When he and Buffy had gone to Sunnydale all those years ago, he had been tempted to stay. The monsters and demons of Sunnydale were already rallied and itching for a fight. The nightmares were out in the open and easy to grasp, he didn't have to hide. He could pretend that the world wasn't about to fall apart and that his own hands didn't create the Apocalypse. It would have been easy.

And then, on a day that had been so disgustingly routine and ordinary, the awful inevitable happened. Willow killed herself.

The last time he had seen the redhead was when she came to tell Angel that Buffy had died. Such a different person was left behind in Sunnydale. The magic had destroyed her, leaving a being less than sentient and far too insane for his tastes. Though the worse of it was the knowing; it had been he who had given Buffy the power to create this shattered woman.

What little contact he had with her during that time was when Buffy attempted to speak with a somewhat lucid Willow. She had tried to explain that she had to leave; that she had a duty to protect the world.

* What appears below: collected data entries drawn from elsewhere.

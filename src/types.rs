//! Core types shared by the background removal and eraser flows

use crate::error::{PhotoEditError, Result};
use chrono::{DateTime, Utc};
use image::{DynamicImage, GenericImageView, GrayImage, ImageBuffer, ImageFormat, RgbImage, Rgba};
use serde::{Deserialize, Serialize};
use sha2::{Digest, Sha256};
use std::path::Path;

/// A decoded upload, never modified after decoding
#[derive(Debug, Clone)]
pub struct SourceImage {
    pub image: DynamicImage,
    /// Name of the uploaded file as the user provided it
    pub file_name: String,
    /// Size of the uploaded bytes
    pub byte_size: usize,
    pub format: ImageFormat,
}

impl SourceImage {
    #[must_use]
    pub fn new(image: DynamicImage, file_name: String, byte_size: usize, format: ImageFormat) -> Self {
        Self {
            image,
            file_name,
            byte_size,
            format,
        }
    }

    #[must_use]
    pub fn dimensions(&self) -> (u32, u32) {
        self.image.dimensions()
    }

    /// Whether the decoded image carries an alpha channel
    #[must_use]
    pub fn has_alpha(&self) -> bool {
        self.image.color().has_alpha()
    }

    /// Identity of this upload for binding a drawing surface
    ///
    /// Derived from the file name and byte size, so re-uploading a different
    /// file always yields a different key, while re-rendering the same upload
    /// keeps it.
    #[must_use]
    pub fn identity_key(&self) -> String {
        surface_key(&self.file_name, self.byte_size)
    }
}

/// Hex digest of `name` and `size`, truncated to 16 characters
#[must_use]
pub fn surface_key(name: &str, size: usize) -> String {
    let mut hasher = Sha256::new();
    hasher.update(name.as_bytes());
    hasher.update(b"\0");
    hasher.update(size.to_le_bytes());
    let digest = hasher.finalize();
    digest
        .iter()
        .take(8)
        .map(|byte| format!("{byte:02x}"))
        .collect()
}

/// RGB copy of a source image scaled to the display width
#[derive(Debug, Clone)]
pub struct DisplayImage {
    pub image: RgbImage,
    /// Dimensions of the source image before resizing
    pub source_dimensions: (u32, u32),
}

impl DisplayImage {
    #[must_use]
    pub fn width(&self) -> u32 {
        self.image.width()
    }

    #[must_use]
    pub fn height(&self) -> u32 {
        self.image.height()
    }

    #[must_use]
    pub fn dimensions(&self) -> (u32, u32) {
        self.image.dimensions()
    }
}

/// Single channel mask of user-marked pixels; 0 is unmarked, anything else is marked
#[derive(Debug, Clone, PartialEq)]
pub struct PaintMask {
    mask: GrayImage,
}

impl PaintMask {
    /// A mask with no marked pixel
    #[must_use]
    pub fn empty(width: u32, height: u32) -> Self {
        Self {
            mask: GrayImage::new(width, height),
        }
    }

    #[must_use]
    pub fn from_image(mask: GrayImage) -> Self {
        Self { mask }
    }

    /// Binarize a grayscale image (e.g. a loaded mask file): non-zero becomes 255
    #[must_use]
    pub fn from_gray_thresholded(image: &GrayImage) -> Self {
        let mut mask = image.clone();
        for pixel in mask.pixels_mut() {
            if pixel[0] != 0 {
                pixel[0] = 255;
            }
        }
        Self { mask }
    }

    #[must_use]
    pub fn dimensions(&self) -> (u32, u32) {
        self.mask.dimensions()
    }

    #[must_use]
    pub fn as_image(&self) -> &GrayImage {
        &self.mask
    }

    #[must_use]
    pub fn into_image(self) -> GrayImage {
        self.mask
    }

    /// Number of marked pixels
    #[must_use]
    pub fn marked_pixels(&self) -> usize {
        self.mask.as_raw().iter().filter(|&&v| v != 0).count()
    }

    #[must_use]
    pub fn is_empty(&self) -> bool {
        !self.mask.as_raw().iter().any(|&v| v != 0)
    }

    /// Check that this mask can be paired with an image of the given size
    ///
    /// # Errors
    /// Returns `PhotoEditError::DimensionMismatch` when the sizes differ.
    pub fn ensure_matches(&self, image_dimensions: (u32, u32)) -> Result<()> {
        if self.dimensions() == image_dimensions {
            Ok(())
        } else {
            Err(PhotoEditError::dimension_mismatch(
                image_dimensions,
                self.dimensions(),
            ))
        }
    }
}

/// Encoded bytes offered for download
#[derive(Debug, Clone, PartialEq, Eq)]
pub struct Artifact {
    pub bytes: Vec<u8>,
    pub file_name: String,
    pub mime_type: String,
}

impl Artifact {
    #[must_use]
    pub fn new(bytes: Vec<u8>, file_name: &str, mime_type: &str) -> Self {
        Self {
            bytes,
            file_name: file_name.to_string(),
            mime_type: mime_type.to_string(),
        }
    }

    /// Write the artifact bytes to `path`
    ///
    /// # Errors
    /// - Parent directory missing or not writable
    pub fn save<P: AsRef<Path>>(&self, path: P) -> Result<()> {
        let path = path.as_ref();
        std::fs::write(path, &self.bytes)
            .map_err(|e| PhotoEditError::file_io_error("write artifact", path, &e))
    }

    #[must_use]
    pub fn len(&self) -> usize {
        self.bytes.len()
    }

    #[must_use]
    pub fn is_empty(&self) -> bool {
        self.bytes.is_empty()
    }
}

/// Output of either flow: the image shown to the user and its download artifact
#[derive(Debug, Clone)]
pub struct EditResult {
    pub image: DynamicImage,
    pub artifact: Artifact,
    /// Segmentation mask, present for background removal only
    pub mask: Option<SegmentationMask>,
    pub metadata: ProcessingMetadata,
}

impl EditResult {
    #[must_use]
    pub fn new(image: DynamicImage, artifact: Artifact, metadata: ProcessingMetadata) -> Self {
        Self {
            image,
            artifact,
            mask: None,
            metadata,
        }
    }

    #[must_use]
    pub fn with_mask(mut self, mask: SegmentationMask) -> Self {
        self.mask = Some(mask);
        self
    }

    #[must_use]
    pub fn dimensions(&self) -> (u32, u32) {
        self.image.dimensions()
    }

    #[must_use]
    pub fn timings(&self) -> &ProcessingTimings {
        &self.metadata.timings
    }

    /// Write the download artifact to `path`
    ///
    /// # Errors
    /// - File cannot be written
    pub fn save<P: AsRef<Path>>(&self, path: P) -> Result<()> {
        self.artifact.save(path)
    }

    /// Get timing summary for display
    #[must_use]
    pub fn timing_summary(&self) -> String {
        let t = &self.metadata.timings;
        let mut parts = vec![format!("Total: {}ms", t.total_ms)];
        let phases = [
            ("Decode", t.image_decode_ms),
            ("Preprocess", t.preprocessing_ms),
            ("Inference", t.inference_ms),
            ("Postprocess", t.postprocessing_ms),
            ("Inpaint", t.inpainting_ms),
            ("Encode", t.image_encode_ms),
        ];
        for (label, ms) in phases {
            if ms > 0 {
                parts.push(format!("{label}: {ms}ms"));
            }
        }
        parts.join(" | ")
    }
}

/// Foreground probability mask from the segmentation model
#[derive(Debug, Clone, Serialize, Deserialize)]
pub struct SegmentationMask {
    /// Alpha values (0-255), row major
    pub data: Vec<u8>,

    /// Mask dimensions (width, height)
    pub dimensions: (u32, u32),
}

impl SegmentationMask {
    #[must_use]
    pub fn new(data: Vec<u8>, dimensions: (u32, u32)) -> Self {
        Self { data, dimensions }
    }

    #[must_use]
    pub fn from_image(image: &GrayImage) -> Self {
        Self::new(image.as_raw().clone(), image.dimensions())
    }

    /// Convert mask to a grayscale image
    ///
    /// # Errors
    /// - Data length does not match the dimensions
    pub fn to_image(&self) -> Result<GrayImage> {
        let (width, height) = self.dimensions;
        ImageBuffer::from_raw(width, height, self.data.clone())
            .ok_or_else(|| PhotoEditError::internal("Failed to create image from mask data"))
    }

    /// Write the mask values into the alpha channel of `image`
    ///
    /// Pixels that end up fully transparent are zeroed so no color leaks from
    /// the removed background.
    ///
    /// # Errors
    /// - Image and mask sizes differ
    pub fn apply_to_image(&self, image: &mut ImageBuffer<Rgba<u8>, Vec<u8>>) -> Result<()> {
        if image.dimensions() != self.dimensions {
            return Err(PhotoEditError::dimension_mismatch(
                image.dimensions(),
                self.dimensions,
            ));
        }

        for (pixel, &alpha) in image.pixels_mut().zip(&self.data) {
            if alpha == 0 {
                *pixel = Rgba([0, 0, 0, 0]);
            } else {
                pixel[3] = alpha;
            }
        }

        Ok(())
    }

    #[must_use]
    pub fn statistics(&self) -> MaskStatistics {
        let total_pixels = self.data.len();
        let foreground_pixels = self.data.iter().filter(|&&x| x > 127).count();
        let background_pixels = total_pixels - foreground_pixels;
        let ratio = |count: usize| {
            if total_pixels == 0 {
                0.0
            } else {
                count as f32 / total_pixels as f32
            }
        };

        MaskStatistics {
            total_pixels,
            foreground_pixels,
            background_pixels,
            foreground_ratio: ratio(foreground_pixels),
            background_ratio: ratio(background_pixels),
        }
    }
}

/// Statistics about a segmentation mask
#[derive(Debug, Clone, PartialEq, Serialize, Deserialize)]
pub struct MaskStatistics {
    pub total_pixels: usize,
    pub foreground_pixels: usize,
    pub background_pixels: usize,
    pub foreground_ratio: f32,
    pub background_ratio: f32,
}

/// Per-phase timings in milliseconds
#[derive(Debug, Clone, Default, PartialEq, Eq, Serialize, Deserialize)]
pub struct ProcessingTimings {
    pub image_decode_ms: u64,
    /// Resize, normalization and tensor conversion
    pub preprocessing_ms: u64,
    pub inference_ms: u64,
    /// Mask generation and alpha application
    pub postprocessing_ms: u64,
    pub inpainting_ms: u64,
    pub image_encode_ms: u64,
    pub total_ms: u64,
}

impl ProcessingTimings {
    /// Time not attributed to any measured phase
    #[must_use]
    pub fn other_overhead_ms(&self) -> u64 {
        let measured = self.image_decode_ms
            + self.preprocessing_ms
            + self.inference_ms
            + self.postprocessing_ms
            + self.inpainting_ms
            + self.image_encode_ms;
        self.total_ms.saturating_sub(measured)
    }
}

/// Metadata about the processing operation
#[derive(Debug, Clone, Serialize, Deserialize)]
pub struct ProcessingMetadata {
    pub timings: ProcessingTimings,
    /// `background_removal` or `erase`
    pub operation: String,
    /// Segmentation model or inpainting method used
    pub engine: String,
    pub input_format: String,
    pub output_format: String,
    pub created_at: DateTime<Utc>,
}

impl ProcessingMetadata {
    #[must_use]
    pub fn new(operation: &str, engine: &str) -> Self {
        Self {
            timings: ProcessingTimings::default(),
            operation: operation.to_string(),
            engine: engine.to_string(),
            input_format: "unknown".to_string(),
            output_format: "unknown".to_string(),
            created_at: Utc::now(),
        }
    }
}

Yet really, Wesley wondered if Buffy's true reason for leaving had merely been a poorly veiled cover, an escape from her reality. An escape from Sunnydale.

Buffy had explained her choices to Giles when she finally gave up on conveying her goodbyes to Willow; he was most decidedly against the idea. But he had listened and had realized all the implications (for unlike many, Giles was a very straightforward realist, which Wesley grimly respected), and said he would immediately go to the Watcher's Council and assist them in the upcoming days.

Wesley had been careful not to tell Giles that the Watcher's Council was just as doomed as Wolfram and Hart.

And the next day, while Giles was assisting Wesley in using the extraneous magics caused by the disruption in L.A. to seal the Hellmouth, Buffy had knocked on Willow's door and opened it.

The funeral, although it was hasty, was a sad event.

Xander Harris, the young boy no more, a sad-eyed man who had seen too much, told Buffy that he would never speak to her again if she left them. She told him to take care of Dawn and that she would check in as much as she could, but she had to do this.

A most sad event, indeed.

Yet there was more to that one event that he would ever dare to reveal. He still kept it hidden from her, even though they worked together, even though so many years had passed, and even though they had become loyal to one another.

It was just a single hour of time. One single hour he would never tell her about, for he had made a promise, even though he hadn't spoken a word.

Wesley entered the room, the crying and harsh sobbing too loud for him to pretend it away anymore. Willow was huddled in the bed, ghost-white skin of her face covered in tracks of wet tears. Shaking, hard and loudly, she was trying to say one word, trying to express all her emotions through a single word.

"Tara."

As he dared to come closer, dared to sit by the bed, she opened her eyes, red-rimmed and so different from the Willow he had barely known, this was a person who had lost all hope. Wesley had seen that look in his face every time he looked in the mirror.

"It hurts," she managed, voice choked in a cry she would not release.

He placed a hand on a too-thin shoulder and admitted, "I know."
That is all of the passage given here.